Material for this task START
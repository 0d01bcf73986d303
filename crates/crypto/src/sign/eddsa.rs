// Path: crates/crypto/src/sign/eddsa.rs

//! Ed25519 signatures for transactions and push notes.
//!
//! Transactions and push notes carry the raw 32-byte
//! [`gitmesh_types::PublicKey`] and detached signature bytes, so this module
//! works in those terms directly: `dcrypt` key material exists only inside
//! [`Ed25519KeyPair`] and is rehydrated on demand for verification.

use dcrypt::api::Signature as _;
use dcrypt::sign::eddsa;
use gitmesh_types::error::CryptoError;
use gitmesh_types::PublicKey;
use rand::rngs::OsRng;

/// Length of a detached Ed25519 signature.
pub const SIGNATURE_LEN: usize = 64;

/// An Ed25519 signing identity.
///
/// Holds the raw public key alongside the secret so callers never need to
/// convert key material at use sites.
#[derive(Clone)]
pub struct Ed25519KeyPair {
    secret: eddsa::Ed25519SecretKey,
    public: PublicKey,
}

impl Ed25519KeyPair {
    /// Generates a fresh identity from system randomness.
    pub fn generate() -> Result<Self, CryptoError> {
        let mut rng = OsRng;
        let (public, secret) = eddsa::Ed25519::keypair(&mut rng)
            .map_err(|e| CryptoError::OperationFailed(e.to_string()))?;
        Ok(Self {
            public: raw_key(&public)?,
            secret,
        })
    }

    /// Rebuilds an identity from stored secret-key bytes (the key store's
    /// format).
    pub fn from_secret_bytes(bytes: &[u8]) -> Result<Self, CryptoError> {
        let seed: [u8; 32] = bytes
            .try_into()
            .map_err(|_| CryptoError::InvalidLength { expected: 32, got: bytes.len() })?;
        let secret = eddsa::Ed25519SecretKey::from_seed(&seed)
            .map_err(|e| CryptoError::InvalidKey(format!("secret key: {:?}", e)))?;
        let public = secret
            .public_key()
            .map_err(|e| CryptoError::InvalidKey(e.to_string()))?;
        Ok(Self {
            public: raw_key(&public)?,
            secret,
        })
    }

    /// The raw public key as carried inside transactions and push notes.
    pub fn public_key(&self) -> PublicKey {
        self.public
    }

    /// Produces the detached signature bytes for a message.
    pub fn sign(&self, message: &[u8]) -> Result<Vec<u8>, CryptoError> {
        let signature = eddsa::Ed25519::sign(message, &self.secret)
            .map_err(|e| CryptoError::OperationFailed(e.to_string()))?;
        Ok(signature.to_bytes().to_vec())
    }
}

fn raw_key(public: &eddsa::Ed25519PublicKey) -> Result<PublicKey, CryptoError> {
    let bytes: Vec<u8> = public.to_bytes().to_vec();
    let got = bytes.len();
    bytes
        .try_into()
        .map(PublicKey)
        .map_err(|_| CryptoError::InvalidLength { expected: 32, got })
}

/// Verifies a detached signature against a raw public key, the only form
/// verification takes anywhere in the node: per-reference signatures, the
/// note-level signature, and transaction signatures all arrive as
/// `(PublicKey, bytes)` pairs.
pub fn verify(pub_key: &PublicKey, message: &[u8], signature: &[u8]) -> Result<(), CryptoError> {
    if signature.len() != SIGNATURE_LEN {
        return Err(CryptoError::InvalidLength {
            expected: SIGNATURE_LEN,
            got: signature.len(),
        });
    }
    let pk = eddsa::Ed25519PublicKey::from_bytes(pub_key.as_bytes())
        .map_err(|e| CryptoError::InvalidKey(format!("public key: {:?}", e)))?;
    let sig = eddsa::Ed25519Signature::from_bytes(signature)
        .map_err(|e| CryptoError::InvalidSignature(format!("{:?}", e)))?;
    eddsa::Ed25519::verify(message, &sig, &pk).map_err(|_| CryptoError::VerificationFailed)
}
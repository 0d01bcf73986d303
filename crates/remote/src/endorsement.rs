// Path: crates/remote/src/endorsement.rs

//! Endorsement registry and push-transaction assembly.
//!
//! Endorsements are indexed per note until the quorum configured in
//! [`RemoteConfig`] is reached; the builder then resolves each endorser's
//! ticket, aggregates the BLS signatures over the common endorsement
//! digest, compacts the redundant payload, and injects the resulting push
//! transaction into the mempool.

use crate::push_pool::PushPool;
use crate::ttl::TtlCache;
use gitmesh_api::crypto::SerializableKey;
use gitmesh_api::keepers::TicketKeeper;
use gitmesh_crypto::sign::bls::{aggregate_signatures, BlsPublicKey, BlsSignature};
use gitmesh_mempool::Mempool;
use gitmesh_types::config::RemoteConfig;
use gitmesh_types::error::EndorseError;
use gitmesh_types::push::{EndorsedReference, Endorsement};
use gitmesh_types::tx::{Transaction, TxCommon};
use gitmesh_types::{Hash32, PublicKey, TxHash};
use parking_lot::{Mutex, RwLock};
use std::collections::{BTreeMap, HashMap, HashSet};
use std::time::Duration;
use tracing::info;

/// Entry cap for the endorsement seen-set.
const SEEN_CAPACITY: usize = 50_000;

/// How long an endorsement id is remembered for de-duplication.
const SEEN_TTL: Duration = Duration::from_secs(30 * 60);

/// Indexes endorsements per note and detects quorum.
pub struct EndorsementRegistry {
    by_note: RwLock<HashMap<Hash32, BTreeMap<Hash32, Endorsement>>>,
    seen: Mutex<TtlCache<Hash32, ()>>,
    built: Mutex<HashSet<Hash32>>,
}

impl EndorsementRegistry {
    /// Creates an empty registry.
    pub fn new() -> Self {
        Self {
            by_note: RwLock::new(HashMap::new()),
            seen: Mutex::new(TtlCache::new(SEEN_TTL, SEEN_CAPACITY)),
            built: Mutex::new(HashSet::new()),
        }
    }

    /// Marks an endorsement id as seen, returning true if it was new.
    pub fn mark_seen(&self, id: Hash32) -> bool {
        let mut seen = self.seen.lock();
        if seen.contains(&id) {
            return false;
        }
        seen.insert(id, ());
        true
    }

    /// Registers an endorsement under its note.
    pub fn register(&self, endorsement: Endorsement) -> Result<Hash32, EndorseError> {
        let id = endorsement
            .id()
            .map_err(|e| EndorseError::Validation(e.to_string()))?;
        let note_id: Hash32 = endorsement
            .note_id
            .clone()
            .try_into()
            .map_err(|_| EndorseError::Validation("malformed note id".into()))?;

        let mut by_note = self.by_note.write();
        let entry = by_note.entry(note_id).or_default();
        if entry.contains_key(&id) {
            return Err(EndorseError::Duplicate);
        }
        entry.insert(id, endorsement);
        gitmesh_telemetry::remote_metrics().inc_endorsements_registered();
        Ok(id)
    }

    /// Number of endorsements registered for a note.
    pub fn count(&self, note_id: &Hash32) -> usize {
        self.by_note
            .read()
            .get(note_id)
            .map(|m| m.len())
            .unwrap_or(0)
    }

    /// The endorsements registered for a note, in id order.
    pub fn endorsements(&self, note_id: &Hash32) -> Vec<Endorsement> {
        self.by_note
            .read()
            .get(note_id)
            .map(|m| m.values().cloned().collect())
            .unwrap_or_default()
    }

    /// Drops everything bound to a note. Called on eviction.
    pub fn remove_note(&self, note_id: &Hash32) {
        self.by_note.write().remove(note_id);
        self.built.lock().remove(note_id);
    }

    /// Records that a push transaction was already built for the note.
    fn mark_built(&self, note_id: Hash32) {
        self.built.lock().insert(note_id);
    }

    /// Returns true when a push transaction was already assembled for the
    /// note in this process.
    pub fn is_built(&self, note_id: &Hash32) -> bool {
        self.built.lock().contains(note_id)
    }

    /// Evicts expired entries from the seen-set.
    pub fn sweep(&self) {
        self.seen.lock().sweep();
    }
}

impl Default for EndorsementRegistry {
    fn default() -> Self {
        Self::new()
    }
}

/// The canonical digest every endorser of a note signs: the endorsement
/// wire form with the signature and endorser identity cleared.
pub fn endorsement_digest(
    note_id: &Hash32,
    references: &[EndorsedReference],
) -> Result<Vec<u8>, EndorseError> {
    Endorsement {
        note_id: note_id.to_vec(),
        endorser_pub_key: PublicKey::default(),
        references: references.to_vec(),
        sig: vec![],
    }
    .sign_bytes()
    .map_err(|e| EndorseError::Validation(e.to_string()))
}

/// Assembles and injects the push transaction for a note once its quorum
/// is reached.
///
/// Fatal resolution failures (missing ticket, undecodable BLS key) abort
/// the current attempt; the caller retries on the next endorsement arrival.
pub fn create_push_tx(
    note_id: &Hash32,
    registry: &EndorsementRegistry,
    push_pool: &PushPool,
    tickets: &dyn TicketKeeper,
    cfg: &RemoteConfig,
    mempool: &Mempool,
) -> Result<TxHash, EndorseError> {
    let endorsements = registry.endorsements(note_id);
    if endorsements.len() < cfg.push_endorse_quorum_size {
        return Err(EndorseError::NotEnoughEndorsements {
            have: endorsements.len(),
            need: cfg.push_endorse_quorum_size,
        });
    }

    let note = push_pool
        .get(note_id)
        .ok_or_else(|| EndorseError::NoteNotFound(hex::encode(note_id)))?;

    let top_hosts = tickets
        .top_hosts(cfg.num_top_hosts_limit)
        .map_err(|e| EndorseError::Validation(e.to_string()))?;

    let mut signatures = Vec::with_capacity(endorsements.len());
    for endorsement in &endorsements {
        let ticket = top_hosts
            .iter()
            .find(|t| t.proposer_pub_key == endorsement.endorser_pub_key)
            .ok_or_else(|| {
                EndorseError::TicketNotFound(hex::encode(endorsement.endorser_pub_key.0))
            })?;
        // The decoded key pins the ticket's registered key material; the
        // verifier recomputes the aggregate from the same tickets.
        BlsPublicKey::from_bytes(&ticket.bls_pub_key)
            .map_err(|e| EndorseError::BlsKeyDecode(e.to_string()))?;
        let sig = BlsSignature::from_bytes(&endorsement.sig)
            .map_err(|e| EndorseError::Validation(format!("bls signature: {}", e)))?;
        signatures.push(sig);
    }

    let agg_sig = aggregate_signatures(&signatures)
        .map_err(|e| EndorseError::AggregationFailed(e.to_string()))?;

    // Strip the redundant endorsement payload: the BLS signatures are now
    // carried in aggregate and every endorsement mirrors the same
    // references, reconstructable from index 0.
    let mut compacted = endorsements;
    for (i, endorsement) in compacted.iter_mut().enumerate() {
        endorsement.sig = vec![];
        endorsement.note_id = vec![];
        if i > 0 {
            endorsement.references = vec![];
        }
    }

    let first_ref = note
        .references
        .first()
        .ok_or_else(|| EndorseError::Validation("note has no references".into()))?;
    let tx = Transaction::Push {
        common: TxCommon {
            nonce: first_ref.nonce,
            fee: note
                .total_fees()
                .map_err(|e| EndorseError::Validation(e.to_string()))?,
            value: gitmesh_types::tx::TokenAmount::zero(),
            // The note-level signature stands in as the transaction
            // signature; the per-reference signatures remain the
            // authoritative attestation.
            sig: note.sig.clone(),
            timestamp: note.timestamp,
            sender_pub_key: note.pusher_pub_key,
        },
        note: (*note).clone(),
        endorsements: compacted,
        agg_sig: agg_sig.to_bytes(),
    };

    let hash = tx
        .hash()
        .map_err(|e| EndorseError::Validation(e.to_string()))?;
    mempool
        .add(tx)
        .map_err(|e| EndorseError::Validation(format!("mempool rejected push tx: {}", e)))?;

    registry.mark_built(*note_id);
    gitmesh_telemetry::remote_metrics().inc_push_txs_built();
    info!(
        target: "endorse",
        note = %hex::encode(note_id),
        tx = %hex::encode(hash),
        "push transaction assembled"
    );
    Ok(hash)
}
Material for this task END
Material for this task START
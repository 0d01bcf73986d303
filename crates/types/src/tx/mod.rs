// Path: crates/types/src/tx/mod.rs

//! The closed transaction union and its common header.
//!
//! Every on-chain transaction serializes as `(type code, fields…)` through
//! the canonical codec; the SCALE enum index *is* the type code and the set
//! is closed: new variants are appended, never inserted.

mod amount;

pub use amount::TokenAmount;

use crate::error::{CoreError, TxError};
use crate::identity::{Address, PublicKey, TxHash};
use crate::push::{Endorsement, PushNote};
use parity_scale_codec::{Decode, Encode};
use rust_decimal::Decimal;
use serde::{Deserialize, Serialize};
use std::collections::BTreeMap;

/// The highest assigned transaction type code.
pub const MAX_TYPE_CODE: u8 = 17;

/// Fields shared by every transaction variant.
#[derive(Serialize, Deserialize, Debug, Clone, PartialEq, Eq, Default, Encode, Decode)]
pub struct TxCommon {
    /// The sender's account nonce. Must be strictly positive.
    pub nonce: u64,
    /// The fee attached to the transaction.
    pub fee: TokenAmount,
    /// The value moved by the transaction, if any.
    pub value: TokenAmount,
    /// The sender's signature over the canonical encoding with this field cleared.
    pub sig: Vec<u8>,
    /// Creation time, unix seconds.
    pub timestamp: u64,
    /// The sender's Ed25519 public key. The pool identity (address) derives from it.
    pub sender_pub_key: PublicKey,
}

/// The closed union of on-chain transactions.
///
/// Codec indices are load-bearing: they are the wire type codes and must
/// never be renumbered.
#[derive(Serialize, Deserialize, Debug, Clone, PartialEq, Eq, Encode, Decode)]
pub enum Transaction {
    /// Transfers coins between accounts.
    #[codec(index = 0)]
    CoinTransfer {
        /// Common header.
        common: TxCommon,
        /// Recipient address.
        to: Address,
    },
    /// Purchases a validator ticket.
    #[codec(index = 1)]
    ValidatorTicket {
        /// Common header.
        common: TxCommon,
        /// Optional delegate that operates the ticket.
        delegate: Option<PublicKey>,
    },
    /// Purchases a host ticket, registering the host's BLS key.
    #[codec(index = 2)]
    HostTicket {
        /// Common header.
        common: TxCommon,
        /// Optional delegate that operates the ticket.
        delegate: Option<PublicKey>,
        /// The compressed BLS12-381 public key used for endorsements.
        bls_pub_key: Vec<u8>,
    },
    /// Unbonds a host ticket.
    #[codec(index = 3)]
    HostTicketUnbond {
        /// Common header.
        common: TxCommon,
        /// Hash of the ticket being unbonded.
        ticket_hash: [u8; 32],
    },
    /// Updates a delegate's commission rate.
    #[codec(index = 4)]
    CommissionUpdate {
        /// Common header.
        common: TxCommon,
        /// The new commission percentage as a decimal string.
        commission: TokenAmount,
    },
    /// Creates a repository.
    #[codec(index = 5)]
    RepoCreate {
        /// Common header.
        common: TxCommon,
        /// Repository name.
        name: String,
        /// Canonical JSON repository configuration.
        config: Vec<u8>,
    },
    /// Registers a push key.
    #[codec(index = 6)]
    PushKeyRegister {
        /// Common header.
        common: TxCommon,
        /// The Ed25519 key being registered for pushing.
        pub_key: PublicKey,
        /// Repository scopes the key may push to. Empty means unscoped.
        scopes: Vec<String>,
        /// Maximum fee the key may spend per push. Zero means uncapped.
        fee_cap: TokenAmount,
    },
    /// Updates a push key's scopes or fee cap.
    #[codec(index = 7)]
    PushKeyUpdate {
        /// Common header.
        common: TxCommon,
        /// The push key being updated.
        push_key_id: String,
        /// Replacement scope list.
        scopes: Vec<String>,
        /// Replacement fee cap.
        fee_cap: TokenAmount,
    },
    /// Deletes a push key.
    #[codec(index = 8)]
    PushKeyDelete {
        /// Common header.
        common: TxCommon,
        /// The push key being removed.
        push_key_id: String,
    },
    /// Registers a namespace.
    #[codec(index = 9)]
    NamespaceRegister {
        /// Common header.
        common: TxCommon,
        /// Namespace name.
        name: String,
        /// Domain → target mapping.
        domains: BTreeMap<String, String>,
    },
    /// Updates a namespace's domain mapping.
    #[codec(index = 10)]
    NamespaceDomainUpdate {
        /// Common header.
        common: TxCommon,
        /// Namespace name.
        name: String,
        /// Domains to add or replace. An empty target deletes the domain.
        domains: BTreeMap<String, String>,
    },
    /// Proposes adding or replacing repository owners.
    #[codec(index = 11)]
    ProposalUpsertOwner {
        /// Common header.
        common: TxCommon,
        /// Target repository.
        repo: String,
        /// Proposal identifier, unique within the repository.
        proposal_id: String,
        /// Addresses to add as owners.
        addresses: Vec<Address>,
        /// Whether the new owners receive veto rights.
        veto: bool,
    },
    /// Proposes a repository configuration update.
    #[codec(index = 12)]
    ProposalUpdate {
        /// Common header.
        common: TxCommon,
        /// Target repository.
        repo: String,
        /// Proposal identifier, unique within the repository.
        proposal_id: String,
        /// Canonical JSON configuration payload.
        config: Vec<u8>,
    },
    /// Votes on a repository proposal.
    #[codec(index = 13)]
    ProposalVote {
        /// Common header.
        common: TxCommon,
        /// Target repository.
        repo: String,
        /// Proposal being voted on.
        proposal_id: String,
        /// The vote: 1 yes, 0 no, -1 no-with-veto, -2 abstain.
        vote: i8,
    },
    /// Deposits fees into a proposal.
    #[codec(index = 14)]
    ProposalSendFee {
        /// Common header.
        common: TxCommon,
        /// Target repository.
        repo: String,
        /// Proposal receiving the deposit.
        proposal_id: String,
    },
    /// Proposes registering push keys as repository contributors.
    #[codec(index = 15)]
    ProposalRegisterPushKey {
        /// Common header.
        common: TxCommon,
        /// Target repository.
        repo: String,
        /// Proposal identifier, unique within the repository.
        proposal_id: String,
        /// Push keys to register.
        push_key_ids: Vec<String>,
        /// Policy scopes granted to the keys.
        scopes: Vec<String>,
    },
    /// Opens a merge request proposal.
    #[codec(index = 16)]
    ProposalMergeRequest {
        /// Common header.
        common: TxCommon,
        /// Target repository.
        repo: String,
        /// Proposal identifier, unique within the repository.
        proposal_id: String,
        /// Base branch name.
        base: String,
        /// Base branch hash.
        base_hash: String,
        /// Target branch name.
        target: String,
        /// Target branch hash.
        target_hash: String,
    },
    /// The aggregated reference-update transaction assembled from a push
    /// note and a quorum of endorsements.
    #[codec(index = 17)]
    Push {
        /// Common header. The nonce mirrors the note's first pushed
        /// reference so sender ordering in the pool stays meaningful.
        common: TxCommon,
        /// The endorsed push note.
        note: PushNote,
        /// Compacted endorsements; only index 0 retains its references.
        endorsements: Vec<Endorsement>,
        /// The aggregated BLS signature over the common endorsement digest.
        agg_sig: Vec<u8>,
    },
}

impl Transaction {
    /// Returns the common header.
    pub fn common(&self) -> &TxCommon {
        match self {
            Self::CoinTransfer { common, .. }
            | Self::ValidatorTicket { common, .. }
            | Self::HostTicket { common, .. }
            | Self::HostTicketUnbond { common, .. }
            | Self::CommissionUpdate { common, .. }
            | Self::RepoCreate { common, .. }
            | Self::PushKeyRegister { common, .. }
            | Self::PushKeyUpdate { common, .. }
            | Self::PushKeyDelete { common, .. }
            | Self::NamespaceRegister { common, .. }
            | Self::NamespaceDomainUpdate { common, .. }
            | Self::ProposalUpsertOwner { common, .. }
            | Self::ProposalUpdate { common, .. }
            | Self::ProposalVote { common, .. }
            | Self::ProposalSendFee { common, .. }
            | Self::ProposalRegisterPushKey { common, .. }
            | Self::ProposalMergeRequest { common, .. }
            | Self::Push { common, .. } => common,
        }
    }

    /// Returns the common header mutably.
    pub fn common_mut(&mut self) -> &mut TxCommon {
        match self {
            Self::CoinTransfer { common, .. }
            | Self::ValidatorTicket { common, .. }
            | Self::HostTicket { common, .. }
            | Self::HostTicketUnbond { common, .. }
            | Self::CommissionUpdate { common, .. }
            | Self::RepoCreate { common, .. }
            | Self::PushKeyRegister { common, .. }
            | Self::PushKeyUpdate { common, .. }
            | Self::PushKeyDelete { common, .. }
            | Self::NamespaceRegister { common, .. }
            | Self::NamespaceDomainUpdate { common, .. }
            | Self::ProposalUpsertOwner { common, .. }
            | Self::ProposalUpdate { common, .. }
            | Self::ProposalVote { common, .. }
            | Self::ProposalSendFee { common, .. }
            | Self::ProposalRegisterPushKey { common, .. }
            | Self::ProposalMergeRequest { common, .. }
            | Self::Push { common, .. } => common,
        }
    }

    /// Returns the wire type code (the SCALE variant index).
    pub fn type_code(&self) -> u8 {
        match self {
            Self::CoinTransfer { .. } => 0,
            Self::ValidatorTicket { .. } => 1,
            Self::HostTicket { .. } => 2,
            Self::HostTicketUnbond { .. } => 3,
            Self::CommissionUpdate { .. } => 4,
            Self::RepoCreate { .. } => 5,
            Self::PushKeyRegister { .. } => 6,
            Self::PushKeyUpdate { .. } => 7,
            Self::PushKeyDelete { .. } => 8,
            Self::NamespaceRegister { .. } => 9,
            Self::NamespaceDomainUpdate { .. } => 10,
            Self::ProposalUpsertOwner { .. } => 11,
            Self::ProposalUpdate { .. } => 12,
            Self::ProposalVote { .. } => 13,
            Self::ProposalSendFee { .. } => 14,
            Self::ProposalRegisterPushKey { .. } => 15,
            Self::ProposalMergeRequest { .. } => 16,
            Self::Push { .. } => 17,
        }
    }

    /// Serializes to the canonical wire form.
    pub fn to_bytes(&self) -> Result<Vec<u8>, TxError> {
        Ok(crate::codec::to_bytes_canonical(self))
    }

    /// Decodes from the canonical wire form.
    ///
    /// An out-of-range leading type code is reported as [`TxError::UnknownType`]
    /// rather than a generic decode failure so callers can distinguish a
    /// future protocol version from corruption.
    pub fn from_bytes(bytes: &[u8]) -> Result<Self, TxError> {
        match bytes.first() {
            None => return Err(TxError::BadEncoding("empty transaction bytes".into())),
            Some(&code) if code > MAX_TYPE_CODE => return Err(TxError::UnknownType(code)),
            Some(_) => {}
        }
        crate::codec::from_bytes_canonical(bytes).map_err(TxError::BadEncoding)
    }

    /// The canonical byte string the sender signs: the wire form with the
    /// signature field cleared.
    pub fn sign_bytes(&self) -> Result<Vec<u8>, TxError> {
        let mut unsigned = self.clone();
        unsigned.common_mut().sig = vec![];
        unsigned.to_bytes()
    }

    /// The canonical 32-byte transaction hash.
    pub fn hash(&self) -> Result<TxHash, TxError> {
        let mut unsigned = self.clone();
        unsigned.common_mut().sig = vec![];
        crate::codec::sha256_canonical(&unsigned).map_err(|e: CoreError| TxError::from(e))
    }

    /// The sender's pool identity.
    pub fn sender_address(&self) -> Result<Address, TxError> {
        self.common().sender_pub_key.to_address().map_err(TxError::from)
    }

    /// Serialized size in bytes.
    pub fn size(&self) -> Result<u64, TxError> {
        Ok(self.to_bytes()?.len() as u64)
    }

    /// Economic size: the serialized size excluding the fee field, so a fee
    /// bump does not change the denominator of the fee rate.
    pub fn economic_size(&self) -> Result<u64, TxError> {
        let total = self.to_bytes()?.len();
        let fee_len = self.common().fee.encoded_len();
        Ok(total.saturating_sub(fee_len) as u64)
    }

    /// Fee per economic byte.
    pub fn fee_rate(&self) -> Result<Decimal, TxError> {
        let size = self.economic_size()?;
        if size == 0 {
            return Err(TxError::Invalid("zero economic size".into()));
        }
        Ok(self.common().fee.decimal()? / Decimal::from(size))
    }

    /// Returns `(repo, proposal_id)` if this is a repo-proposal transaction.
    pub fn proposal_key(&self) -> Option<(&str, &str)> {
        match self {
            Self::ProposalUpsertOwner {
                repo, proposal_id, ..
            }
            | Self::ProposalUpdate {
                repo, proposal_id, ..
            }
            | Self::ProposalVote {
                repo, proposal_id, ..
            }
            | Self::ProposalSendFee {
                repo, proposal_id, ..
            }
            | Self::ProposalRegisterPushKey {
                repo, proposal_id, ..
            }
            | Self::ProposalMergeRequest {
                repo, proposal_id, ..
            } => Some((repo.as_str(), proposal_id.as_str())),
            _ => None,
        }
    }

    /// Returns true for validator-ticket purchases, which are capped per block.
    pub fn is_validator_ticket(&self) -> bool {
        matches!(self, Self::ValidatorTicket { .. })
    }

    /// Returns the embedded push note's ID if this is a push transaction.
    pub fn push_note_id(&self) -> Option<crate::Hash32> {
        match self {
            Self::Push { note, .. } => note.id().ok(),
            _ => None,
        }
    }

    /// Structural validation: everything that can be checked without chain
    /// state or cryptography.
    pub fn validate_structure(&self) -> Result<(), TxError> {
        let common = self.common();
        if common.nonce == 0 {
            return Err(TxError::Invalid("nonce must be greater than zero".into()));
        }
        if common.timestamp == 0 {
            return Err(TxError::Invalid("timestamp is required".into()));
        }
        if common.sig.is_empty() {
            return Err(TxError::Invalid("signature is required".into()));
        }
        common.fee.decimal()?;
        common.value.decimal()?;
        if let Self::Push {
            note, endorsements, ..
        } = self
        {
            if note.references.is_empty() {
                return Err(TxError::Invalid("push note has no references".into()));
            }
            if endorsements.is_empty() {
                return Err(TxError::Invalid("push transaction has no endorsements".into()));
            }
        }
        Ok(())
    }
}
Material for this task END
## Work item
Find the string "bool" in the records, then copy each line where it occurs.

## Solution to the problem
    pub fn mark_seen(&self, id: Hash32) -> bool {
    pub fn is_built(&self, note_id: &Hash32) -> bool {
        veto: bool,
    pub fn is_validator_ticket(&self) -> bool {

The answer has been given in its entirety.